TASK: Your answer should be the lines below from the one with "async fn health_check(&self)" to the one with "Ok(envelope) => match", both included, given again exactly and with nothing added.
::::
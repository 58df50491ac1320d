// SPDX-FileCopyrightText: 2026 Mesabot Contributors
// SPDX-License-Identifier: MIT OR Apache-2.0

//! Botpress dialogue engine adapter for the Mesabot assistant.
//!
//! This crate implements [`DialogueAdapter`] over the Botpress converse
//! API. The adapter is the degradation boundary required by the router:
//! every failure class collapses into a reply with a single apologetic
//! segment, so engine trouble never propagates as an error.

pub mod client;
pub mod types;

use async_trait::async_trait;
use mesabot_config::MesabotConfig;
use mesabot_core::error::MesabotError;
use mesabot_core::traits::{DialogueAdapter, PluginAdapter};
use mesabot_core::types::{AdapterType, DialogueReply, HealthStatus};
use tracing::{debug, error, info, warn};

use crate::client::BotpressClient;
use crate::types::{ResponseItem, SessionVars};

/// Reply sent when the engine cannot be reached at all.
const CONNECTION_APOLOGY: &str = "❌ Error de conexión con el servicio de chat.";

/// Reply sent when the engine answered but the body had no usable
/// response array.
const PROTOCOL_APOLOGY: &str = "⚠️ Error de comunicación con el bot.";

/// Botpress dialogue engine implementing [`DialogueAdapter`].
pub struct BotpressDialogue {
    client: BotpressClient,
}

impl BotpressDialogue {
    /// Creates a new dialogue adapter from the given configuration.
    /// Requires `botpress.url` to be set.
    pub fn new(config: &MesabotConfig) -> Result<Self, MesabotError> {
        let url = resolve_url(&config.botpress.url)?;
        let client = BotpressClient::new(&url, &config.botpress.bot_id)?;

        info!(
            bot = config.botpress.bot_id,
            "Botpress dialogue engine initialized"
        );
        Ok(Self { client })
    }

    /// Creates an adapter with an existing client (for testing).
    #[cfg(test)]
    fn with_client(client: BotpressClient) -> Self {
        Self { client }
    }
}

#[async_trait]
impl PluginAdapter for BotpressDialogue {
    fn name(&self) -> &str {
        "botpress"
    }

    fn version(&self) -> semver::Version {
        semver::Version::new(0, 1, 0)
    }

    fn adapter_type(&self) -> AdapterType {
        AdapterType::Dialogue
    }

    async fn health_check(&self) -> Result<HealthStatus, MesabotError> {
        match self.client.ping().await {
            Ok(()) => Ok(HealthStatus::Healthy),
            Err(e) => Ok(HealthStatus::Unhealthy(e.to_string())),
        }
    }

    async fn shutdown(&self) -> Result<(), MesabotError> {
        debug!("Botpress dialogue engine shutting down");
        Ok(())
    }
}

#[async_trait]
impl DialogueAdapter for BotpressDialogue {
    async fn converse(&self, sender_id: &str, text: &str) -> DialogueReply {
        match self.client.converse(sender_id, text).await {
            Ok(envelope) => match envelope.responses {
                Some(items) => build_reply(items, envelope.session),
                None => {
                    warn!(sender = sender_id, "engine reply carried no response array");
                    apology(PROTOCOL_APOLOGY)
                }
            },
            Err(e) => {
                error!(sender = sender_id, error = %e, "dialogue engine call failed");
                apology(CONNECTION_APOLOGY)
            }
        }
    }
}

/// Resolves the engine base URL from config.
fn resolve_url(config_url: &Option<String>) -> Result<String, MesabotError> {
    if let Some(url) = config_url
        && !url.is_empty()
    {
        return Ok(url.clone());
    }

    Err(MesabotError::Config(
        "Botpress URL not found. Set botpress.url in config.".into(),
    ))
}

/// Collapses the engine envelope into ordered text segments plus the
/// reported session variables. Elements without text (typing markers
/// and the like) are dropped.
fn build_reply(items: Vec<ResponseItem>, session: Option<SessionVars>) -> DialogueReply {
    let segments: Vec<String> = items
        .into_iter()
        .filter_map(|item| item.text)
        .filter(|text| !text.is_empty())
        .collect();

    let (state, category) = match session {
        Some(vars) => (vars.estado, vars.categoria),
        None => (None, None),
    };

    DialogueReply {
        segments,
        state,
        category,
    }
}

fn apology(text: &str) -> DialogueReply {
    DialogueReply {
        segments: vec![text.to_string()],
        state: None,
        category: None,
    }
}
::::
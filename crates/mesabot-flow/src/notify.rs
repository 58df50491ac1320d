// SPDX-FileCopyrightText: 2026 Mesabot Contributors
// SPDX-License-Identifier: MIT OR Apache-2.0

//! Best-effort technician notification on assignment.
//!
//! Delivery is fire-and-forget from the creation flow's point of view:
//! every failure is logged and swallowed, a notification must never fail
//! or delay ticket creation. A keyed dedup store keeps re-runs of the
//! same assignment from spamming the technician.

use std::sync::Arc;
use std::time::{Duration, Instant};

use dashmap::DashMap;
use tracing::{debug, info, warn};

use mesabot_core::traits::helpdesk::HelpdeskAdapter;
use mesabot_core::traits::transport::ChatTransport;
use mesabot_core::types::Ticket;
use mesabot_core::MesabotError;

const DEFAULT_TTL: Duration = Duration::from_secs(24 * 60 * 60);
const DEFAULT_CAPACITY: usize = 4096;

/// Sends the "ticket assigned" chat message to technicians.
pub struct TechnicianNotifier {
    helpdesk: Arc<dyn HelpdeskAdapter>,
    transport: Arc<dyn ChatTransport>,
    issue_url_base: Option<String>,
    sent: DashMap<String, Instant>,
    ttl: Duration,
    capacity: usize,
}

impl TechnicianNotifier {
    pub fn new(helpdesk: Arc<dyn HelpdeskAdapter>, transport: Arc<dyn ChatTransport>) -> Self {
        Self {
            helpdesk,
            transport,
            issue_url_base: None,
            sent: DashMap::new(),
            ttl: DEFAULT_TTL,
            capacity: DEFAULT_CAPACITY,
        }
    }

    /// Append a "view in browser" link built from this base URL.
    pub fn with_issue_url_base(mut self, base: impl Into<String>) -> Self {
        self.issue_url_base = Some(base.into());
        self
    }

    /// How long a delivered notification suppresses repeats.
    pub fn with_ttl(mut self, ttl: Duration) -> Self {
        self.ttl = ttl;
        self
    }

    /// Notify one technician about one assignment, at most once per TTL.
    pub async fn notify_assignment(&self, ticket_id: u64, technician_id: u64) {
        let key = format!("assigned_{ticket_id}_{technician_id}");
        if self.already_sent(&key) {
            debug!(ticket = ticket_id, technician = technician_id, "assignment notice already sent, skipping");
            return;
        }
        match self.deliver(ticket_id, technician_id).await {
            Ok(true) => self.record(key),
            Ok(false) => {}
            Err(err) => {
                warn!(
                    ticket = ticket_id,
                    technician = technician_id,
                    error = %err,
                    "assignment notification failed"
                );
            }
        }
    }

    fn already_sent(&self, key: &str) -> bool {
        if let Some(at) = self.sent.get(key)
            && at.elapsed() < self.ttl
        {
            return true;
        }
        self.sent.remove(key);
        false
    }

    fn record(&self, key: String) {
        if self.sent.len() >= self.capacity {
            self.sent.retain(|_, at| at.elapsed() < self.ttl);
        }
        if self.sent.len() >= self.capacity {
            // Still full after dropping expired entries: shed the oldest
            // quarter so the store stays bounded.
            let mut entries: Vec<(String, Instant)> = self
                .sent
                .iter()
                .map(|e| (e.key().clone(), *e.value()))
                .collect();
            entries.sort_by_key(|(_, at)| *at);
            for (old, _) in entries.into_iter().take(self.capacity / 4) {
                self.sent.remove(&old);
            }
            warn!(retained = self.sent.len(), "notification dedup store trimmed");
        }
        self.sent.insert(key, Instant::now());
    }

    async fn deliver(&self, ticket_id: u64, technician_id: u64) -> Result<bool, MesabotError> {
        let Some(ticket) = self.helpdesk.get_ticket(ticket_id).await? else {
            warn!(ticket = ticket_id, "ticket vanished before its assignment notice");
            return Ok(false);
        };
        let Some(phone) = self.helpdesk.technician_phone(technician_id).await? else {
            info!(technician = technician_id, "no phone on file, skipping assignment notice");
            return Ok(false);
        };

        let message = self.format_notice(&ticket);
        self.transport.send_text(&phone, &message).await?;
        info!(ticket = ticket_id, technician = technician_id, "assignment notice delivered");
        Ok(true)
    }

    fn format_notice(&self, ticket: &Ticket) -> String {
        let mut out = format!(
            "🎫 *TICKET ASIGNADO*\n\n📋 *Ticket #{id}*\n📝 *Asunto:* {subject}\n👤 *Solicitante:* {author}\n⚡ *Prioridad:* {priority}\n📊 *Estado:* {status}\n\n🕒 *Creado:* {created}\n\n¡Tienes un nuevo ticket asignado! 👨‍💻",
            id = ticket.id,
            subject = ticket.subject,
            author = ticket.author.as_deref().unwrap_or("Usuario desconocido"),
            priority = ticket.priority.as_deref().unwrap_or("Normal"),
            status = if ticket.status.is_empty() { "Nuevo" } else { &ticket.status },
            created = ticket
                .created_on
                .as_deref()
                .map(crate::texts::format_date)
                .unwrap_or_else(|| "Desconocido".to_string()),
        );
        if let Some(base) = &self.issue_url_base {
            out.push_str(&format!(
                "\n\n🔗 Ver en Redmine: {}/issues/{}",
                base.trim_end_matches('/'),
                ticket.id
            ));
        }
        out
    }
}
::::
ANSWER:
    async fn health_check(&self) -> Result<HealthStatus, MesabotError> {
        match self.client.ping().await {
            Ok(()) => Ok(HealthStatus::Healthy),
            Err(e) => Ok(HealthStatus::Unhealthy(e.to_string())),
        }
    }

    async fn shutdown(&self) -> Result<(), MesabotError> {
        debug!("Botpress dialogue engine shutting down");
        Ok(())
    }
}

#[async_trait]
impl DialogueAdapter for BotpressDialogue {
    async fn converse(&self, sender_id: &str, text: &str) -> DialogueReply {
        match self.client.converse(sender_id, text).await {
            Ok(envelope) => match envelope.responses {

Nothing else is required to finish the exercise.